I don’t need your approval
As a woman in a patriarchal and heteronormative society, my actions are scrutinized every now and then. I have many guy friends in my life who I have hung out with one-to-one. Some of these instances have been traveling, hiking, volunteering, going out to eat, etc. Many of these can be or have turned into an all day thing.
When that is the case, everyone around me starts raising their flags and addressing their grievances. They start asking me how my “date” was or if I have feelings for this person. First of all, who said it was a date? Secondly, who are you to come and barge into my life and start questioning my motives?
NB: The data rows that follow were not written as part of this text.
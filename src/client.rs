// Copyright (c) 2025-2026 Adrian Robinson. Licensed under the AGPL-3.0.
// See LICENSE file in the project root for full license text.

//! Collaborator interfaces: the index-engine clients and the relational
//! row source.
//!
//! The engine never owns the wire. Compilers and the indexer receive a
//! client handle at construction time and block on exactly one call per
//! operation; timeouts, pooling, and retries belong to the injected
//! implementation. [`HttpSolrClient`] is the default HTTP implementation;
//! a process-wide instance exists only behind the explicit
//! [`HttpSolrClient::shared`] factory. The `InMemory*` implementations
//! serve tests and examples with canned responses.

use std::collections::VecDeque;
use std::sync::{Arc, OnceLock};

use async_trait::async_trait;
use parking_lot::Mutex;
use serde_json::Value;
use tracing::debug;

use crate::config::SearchConfig;
use crate::error::{EngineError, Result};

/// One page of Sphinx matches.
#[derive(Debug, Clone, Default)]
pub struct SphinxMatches {
    pub total_entries: u64,
    pub docs: Vec<Value>,
}

/// One page of Sphinx matches reduced to record ids.
#[derive(Debug, Clone, Default)]
pub struct SphinxIds {
    pub total_entries: u64,
    pub ids: Vec<i64>,
}

/// HTTP client for the inverted-index engine.
///
/// `post` submits form-encoded query parameters (repeated keys allowed,
/// Solr's `fq` is an array); `post_json` submits a raw JSON body to an
/// update handler. Both return the parsed JSON response.
#[async_trait]
pub trait SolrApi: Send + Sync {
    async fn post(&self, path: &str, params: &[(String, String)]) -> Result<Value>;
    async fn post_json(&self, path: &str, body: &str) -> Result<Value>;
}

/// Client for the phrase-search engine.
#[async_trait]
pub trait SphinxApi: Send + Sync {
    async fn search(
        &self,
        query: &str,
        options: &serde_json::Map<String, Value>,
    ) -> Result<SphinxMatches>;

    async fn search_for_ids(
        &self,
        query: &str,
        options: &serde_json::Map<String, Value>,
    ) -> Result<SphinxIds>;
}

/// Relational source the indexer extracts rows from.
#[async_trait]
pub trait RowSource: Send + Sync {
    async fn query(&self, sql: &str) -> Result<Vec<serde_json::Map<String, Value>>>;
}

/// Default [`SolrApi`] implementation backed by `reqwest`.
#[derive(Debug)]
pub struct HttpSolrClient {
    base_url: String,
    http: reqwest::Client,
}

impl HttpSolrClient {
    pub fn new(base_url: impl Into<String>) -> Self {
        let base_url = base_url.into();
        Self {
            base_url: base_url.trim_end_matches('/').to_string(),
            http: reqwest::Client::new(),
        }
    }

    /// Build a client from configuration. An unset endpoint is a fatal
    /// configuration error at this point, not at startup.
    pub fn from_config(config: &SearchConfig) -> Result<Self> {
        let url = config
            .solr_url
            .as_deref()
            .ok_or_else(|| EngineError::Configuration("solr url not configured".into()))?;
        Ok(Self::new(url))
    }

    /// The process-wide instance, lazily created on first use and reused
    /// by every criteria and indexer afterwards. The first caller's
    /// configuration wins; construct instances directly for anything
    /// more dynamic.
    pub fn shared(config: &SearchConfig) -> Result<Arc<Self>> {
        static SHARED: OnceLock<Arc<HttpSolrClient>> = OnceLock::new();
        if let Some(existing) = SHARED.get() {
            return Ok(existing.clone());
        }
        let client = Arc::new(Self::from_config(config)?);
        Ok(SHARED.get_or_init(|| client).clone())
    }

    pub fn base_url(&self) -> &str {
        &self.base_url
    }

    fn url_for(&self, path: &str) -> String {
        format!("{}/{}", self.base_url, path.trim_start_matches('/'))
    }
}

#[async_trait]
impl SolrApi for HttpSolrClient {
    async fn post(&self, path: &str, params: &[(String, String)]) -> Result<Value> {
        let url = self.url_for(path);
        debug!(%url, params = params.len(), "posting query");
        let response = self
            .http
            .post(&url)
            .form(params)
            .send()
            .await
            .map_err(|e| EngineError::Client(e.to_string()))?;
        response
            .json()
            .await
            .map_err(|e| EngineError::Client(e.to_string()))
    }

    async fn post_json(&self, path: &str, body: &str) -> Result<Value> {
        let url = self.url_for(path);
        debug!(%url, bytes = body.len(), "posting update");
        let response = self
            .http
            .post(&url)
            .header("Content-Type", "application/json")
            .body(body.to_string())
            .send()
            .await
            .map_err(|e| EngineError::Client(e.to_string()))?;
        response
            .json()
            .await
            .map_err(|e| EngineError::Client(e.to_string()))
    }
}

/// A recorded [`SolrApi`] call.
#[derive(Debug, Clone, PartialEq)]
pub enum SolrRequest {
    Post {
        path: String,
        params: Vec<(String, String)>,
    },
    PostJson {
        path: String,
        body: String,
    },
}

/// In-memory [`SolrApi`] with canned responses, for tests and examples.
///
/// Responses are handed out in FIFO order; when the queue runs dry every
/// call returns `{"responseHeader":{"status":0}}`.
#[derive(Default)]
pub struct InMemorySolrClient {
    requests: Mutex<Vec<SolrRequest>>,
    responses: Mutex<VecDeque<Value>>,
}

impl InMemorySolrClient {
    pub fn new() -> Self {
        Self::default()
    }

    pub fn push_response(&self, response: Value) {
        self.responses.lock().push_back(response);
    }

    pub fn requests(&self) -> Vec<SolrRequest> {
        self.requests.lock().clone()
    }

    fn next_response(&self) -> Value {
        self.responses
            .lock()
            .pop_front()
            .unwrap_or_else(|| serde_json::json!({"responseHeader": {"status": 0}}))
    }
}

#[async_trait]
impl SolrApi for InMemorySolrClient {
    async fn post(&self, path: &str, params: &[(String, String)]) -> Result<Value> {
        self.requests.lock().push(SolrRequest::Post {
            path: path.to_string(),
            params: params.to_vec(),
        });
        Ok(self.next_response())
    }

    async fn post_json(&self, path: &str, body: &str) -> Result<Value> {
        self.requests.lock().push(SolrRequest::PostJson {
            path: path.to_string(),
            body: body.to_string(),
        });
        Ok(self.next_response())
    }
}

/// A recorded [`SphinxApi`] call.
#[derive(Debug, Clone, PartialEq)]
pub struct SphinxRequest {
    pub query: String,
    pub options: serde_json::Map<String, Value>,
    pub ids_only: bool,
}

/// In-memory [`SphinxApi`] with canned matches.
#[derive(Default)]
pub struct InMemorySphinxClient {
    requests: Mutex<Vec<SphinxRequest>>,
    matches: Mutex<VecDeque<SphinxMatches>>,
    ids: Mutex<VecDeque<SphinxIds>>,
}

impl InMemorySphinxClient {
    pub fn new() -> Self {
        Self::default()
    }

    pub fn push_matches(&self, matches: SphinxMatches) {
        self.matches.lock().push_back(matches);
    }

    pub fn push_ids(&self, ids: SphinxIds) {
        self.ids.lock().push_back(ids);
    }

    pub fn requests(&self) -> Vec<SphinxRequest> {
        self.requests.lock().clone()
    }
}

#[async_trait]
impl SphinxApi for InMemorySphinxClient {
    async fn search(
        &self,
        query: &str,
        options: &serde_json::Map<String, Value>,
    ) -> Result<SphinxMatches> {
        self.requests.lock().push(SphinxRequest {
            query: query.to_string(),
            options: options.clone(),
            ids_only: false,
        });
        Ok(self.matches.lock().pop_front().unwrap_or_default())
    }

    async fn search_for_ids(
        &self,
        query: &str,
        options: &serde_json::Map<String, Value>,
    ) -> Result<SphinxIds> {
        self.requests.lock().push(SphinxRequest {
            query: query.to_string(),
            options: options.clone(),
            ids_only: true,
        });
        Ok(self.ids.lock().pop_front().unwrap_or_default())
    }
}

/// In-memory [`RowSource`] returning fixed rows for any statement.
#[derive(Default)]
pub struct InMemoryRowSource {
    rows: Vec<serde_json::Map<String, Value>>,
    queries: Mutex<Vec<String>>,
}

impl InMemoryRowSource {
    pub fn new(rows: Vec<serde_json::Map<String, Value>>) -> Self {
        Self {
            rows,
            queries: Mutex::new(Vec::new()),
        }
    }

    /// The statements this source has been asked to run.
    pub fn queries(&self) -> Vec<String> {
        self.queries.lock().clone()
    }
}

#[async_trait]
impl RowSource for InMemoryRowSource {
    async fn query(&self, sql: &str) -> Result<Vec<serde_json::Map<String, Value>>> {
        self.queries.lock().push(sql.to_string());
        Ok(self.rows.clone())
    }
}

#[cfg(test)]
mod tests {
    use super::*;
    use serde_json::json;

    #[test]
    fn test_from_config_requires_url() {
        let err = HttpSolrClient::from_config(&SearchConfig::default()).unwrap_err();
        assert!(matches!(err, EngineError::Configuration(_)));
    }

    #[test]
    fn test_url_joining_strips_slashes() {
        let client = HttpSolrClient::new("http://localhost:8983/solr/");
        assert_eq!(
            client.url_for("/select"),
            "http://localhost:8983/solr/select"
        );
    }

    #[tokio::test]
    async fn test_in_memory_solr_records_requests() {
        let client = InMemorySolrClient::new();
        client.push_response(json!({"response": {"numFound": 1, "docs": []}}));

        let response = client
            .post("select", &[("q".to_string(), "*:*".to_string())])
            .await
            .unwrap();
        assert_eq!(response["response"]["numFound"], 1);

        let requests = client.requests();
        assert_eq!(requests.len(), 1);
        assert!(matches!(&requests[0], SolrRequest::Post { path, .. } if path == "select"));
    }

    #[tokio::test]
    async fn test_in_memory_solr_default_response_is_success() {
        let client = InMemorySolrClient::new();
        let response = client.post_json("update/json", "{}").await.unwrap();
        assert_eq!(response["responseHeader"]["status"], 0);
    }

    #[tokio::test]
    async fn test_in_memory_sphinx_roundtrip() {
        let client = InMemorySphinxClient::new();
        client.push_ids(SphinxIds {
            total_entries: 3,
            ids: vec![1, 2, 3],
        });

        let ids = client
            .search_for_ids("pizza", &serde_json::Map::new())
            .await
            .unwrap();
        assert_eq!(ids.total_entries, 3);
        assert!(client.requests()[0].ids_only);
    }

    #[tokio::test]
    async fn test_in_memory_row_source_records_sql() {
        let source = InMemoryRowSource::new(vec![serde_json::Map::new()]);
        let rows = source.query("SELECT id FROM offers").await.unwrap();
        assert_eq!(rows.len(), 1);
        assert_eq!(source.queries(), vec!["SELECT id FROM offers"]);
    }
}
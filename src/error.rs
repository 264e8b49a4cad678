// Copyright (c) 2025-2026 Adrian Robinson. Licensed under the AGPL-3.0.
// See LICENSE file in the project root for full license text.

//! Error types for criteria compilation, execution, and indexing.

use thiserror::Error;

/// Convenience alias used throughout the crate.
pub type Result<T> = std::result::Result<T, EngineError>;

/// All failures surfaced by the criteria engine and the indexer.
///
/// Backend-reported errors (malformed filter syntax, timeouts) propagate
/// unmodified through [`EngineError::Client`]; the engine adds no retry
/// layer on top of the injected clients.
#[derive(Error, Debug)]
pub enum EngineError {
    /// Fatal configuration problem: endpoint unset, unrecognized logical
    /// field type, or an indexer run with no resolvable source table.
    #[error("configuration error: {0}")]
    Configuration(String),

    /// Dynamic operation resolution fell through the whole chain
    /// (core vocabulary, sequence delegation, named-scope registry).
    #[error("unknown operation: {0}")]
    UnknownOperation(String),

    /// A bulk submission came back without the success marker.
    /// The raw response body is retained for diagnosis and the bulk
    /// file (if any) is left on disk.
    #[error("indexing failed: {response}")]
    IndexingFailed {
        response: String,
        preserved_file: Option<std::path::PathBuf>,
    },

    /// A batch write was finalized before any document was written.
    #[error("nothing to index")]
    NothingToIndex,

    /// Error reported by an injected external client, passed through.
    #[error("client error: {0}")]
    Client(String),

    #[error("io error: {0}")]
    Io(#[from] std::io::Error),

    #[error("serialization error: {0}")]
    Serialization(#[from] serde_json::Error),
}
If I want to hangout with someone, especially if they are a guy, why do they have to be someone I want to date? Can’t I just enjoy their company and that is all?
As mentioned earlier, it doesn’t just happen with my guy friends. For those that know I am queer and question my sexuality, they will also bring up similar conversations when I am with a female or non-binary friend they never met. It goes both ways–– when, in reality, it shouldn’t be their concern whatsoever.
It comes off as if they are concerned for my safety and wellbeing, but then turns into a full scale investigation of my life. Just because you don’t know who they are and what they mean to me in my life, this does not mean you have a right to put yourself in that role of “authority”.
Oh, But you are such a sweet Girl
Okay, and…? People make it seem like it sucks to be single. I assure you, it doesn’t. If anything, at this moment in time, being in a relationship would be the worst possible thing I could do for myself. I know I’m not ready for that, mentally or emotionally.
So, why would I put myself through that just because people think I should? Me hanging out with someone is not to see if I want to be in a relationship with them but it’s for my own pure pleasure.
Who I am as a person, based on my personality or physical appearance, should not determine whether or not I should be dating. Period.
Let me be me
I am going to live my life how I want to, regardless of what anyone else says. Next time they ask “is that your boyfriend” or “are you interested in them” or “how was your date,” let me just say that the answer will not be in the affirmative. So as Mandy Hale says:
“Single” is an opportunity to live life on your own terms and not apologize.